With the great conscientiousness which should be shown in the restoration of a human life endangered by sickness more than in anything else, the Homoeopath, if he would act in a manner worthy of his calling, should investigate first the whole state of the patient, the internal cause as far as it is remembered, and the cause of the continuance of the ailments his mode of life, his quality as to mind, soul and body, together with all his symptoms (see directions in Organon), and then he should carefully find out in the work on Chronic Diseases as well as in the work on Materia Medica Pura a remedy covering in similarity, as far as possible, all the moments, or at least the most striking and peculiar ones, with its own peculiar symptoms; and for this purpose he should not be satisfied with any of the existing repertories, – a carelessness only too frequent; for these books are only intended to give light hints as to one or another remedy that might be selected, but they can never dispense him from making the research at the first fountain heads. He who does not take the trouble of treading this path in all critical and complicated diseases, and, indeed, with all patience and intelligence, but contents himself with the vague hints of the repertories in the choice of a remedy, and who thus quickly dispatches one patient after the other, does not deserve the honorable title of a genuine Homoeopath, but is rather to be called a bungler, who on that account has continually to change his remedies until the patient loses patience; and as his ailments have of course only been aggravated he must leave this aggravator of diseases, whereby the art itself suffers discredit instead of the unworthy disciple of art.
This disgraceful love of ease (in the calling which demands the most conscientious care) often induces such would-be Homoeopaths to give their medicines merely from the (often problematic) statement of their use (ab usu in morbis) which are enumerated in the introductions to the medicines, a method which is altogether faulty and strongly savors of allopathy, as these statements usually only give a few symptoms. They should only serve as a confirmation of a choice made according to the pure actions of the medicines; but never to determine the selection of a remedy which can cure only when used according to the exact similitude of its homoeopathic symptoms. There are, we are sorry to say, even authors who advise following this empiric pathway of error!

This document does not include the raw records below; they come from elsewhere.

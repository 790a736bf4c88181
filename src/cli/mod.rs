//! CLI support for boolex
//!
//! Provides programmatic access to the `boolex` command-line functionality so
//! other tools can embed it without spawning a process.

mod check;
mod convert;
mod docs;

pub use check::{Command, Options, Output, execute};
pub use convert::{clauses_to_json, parse_truths, tokens_to_json};
pub use docs::get_styles_overview;

use std::io;

use thiserror::Error;

use crate::grammar::{Grammar, Style};

/// Errors that can occur during CLI operations
#[derive(Debug, Error)]
pub enum CliError {
    #[error(transparent)]
    Engine(#[from] crate::Error),

    #[error("Invalid JSON: {0}")]
    Json(#[from] serde_json::Error),

    #[error("IO error: {0}")]
    Io(#[from] io::Error),

    #[error("No input provided. Use --true, --input or pipe a JSON array to stdin.")]
    NoInput,

    #[error("Unknown style: '{0}'\nRun 'boolex styles' to see available styles.")]
    UnknownStyle(String),
}

impl From<crate::LexError> for CliError {
    fn from(e: crate::LexError) -> Self {
        CliError::Engine(e.into())
    }
}

impl From<crate::GrammarError> for CliError {
    fn from(e: crate::GrammarError) -> Self {
        CliError::Engine(e.into())
    }
}

impl From<crate::ClauseError> for CliError {
    fn from(e: crate::ClauseError) -> Self {
        CliError::Engine(e.into())
    }
}

impl From<crate::ParseError> for CliError {
    fn from(e: crate::ParseError) -> Self {
        CliError::Engine(e.into())
    }
}

/// Build the grammar selected on the command line.
///
/// A grammar file (JSON, missing fields default) wins over a style name;
/// `modifiers`, when given, replaces the modifier set of either.
pub fn resolve_grammar(
    style: Option<&str>,
    grammar_json: Option<&str>,
    modifiers: Option<&str>,
) -> Result<Grammar, CliError> {
    let grammar = match (grammar_json, style) {
        (Some(json), _) => serde_json::from_str::<Grammar>(json)?,
        (None, Some(name)) => name
            .parse::<Style>()
            .map_err(CliError::UnknownStyle)?
            .grammar(),
        (None, None) => Grammar::default(),
    };

    Ok(match modifiers {
        Some(chars) => grammar.to_builder().modifiers(chars.chars()).build(),
        None => grammar,
    })
}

The third leading mistake which the homoeopathic physician cannot too carefully nor too steadfastly avoid while treating chronic diseases, is in hastily and thoughtlessly – when a properly moderate dose of a well selected antipsoric medicine has been serviceable for several days, – giving some other medicine in the mistaken supposition that so small a dose could not possibly operate and be of use more than eight or ten days. This notion is sought to be supported by the statement that on some day or other, while allowed to continue its action, the morbid symptoms which were to be eradicated, had shown themselves somewhat from time to time.
But if once a medicine, because it was selected in a correct homoeopathic manner, is acting well and usefully, which is seen by the eighth or tenth day, then an hour or even half a day may come when a moderate homoeopathic aggravation again takes place. The good results will not fail to appear but may, in very tedious ailments, not show themselves in their best light before the twenty-fourth or thirtieth day. The dose will then probably have exhausted its favorable action about the fortieth or fiftieth day, and before that time it would be injudicious, and an obstruction to the progress of the cure, to give any other medicine. Let it not be thought, however, that we should scarcely wait for the time assigned as the probable duration of action to elapse, before giving another antipsoric medicine: that we should hasten to change to a new medicine in order to finish the cure more quickly. Experience contradicts this notion entirely, and teaches on the contrary, that a cure cannot be accomplished more quickly and surely than by allowing the suitable antipsoric to continue its actions so long as the improvement continues, even if this should be several, yea, many* days beyond the assigned, supposed time of its duration, so as to delay as long as practicable the giving of a new medicine.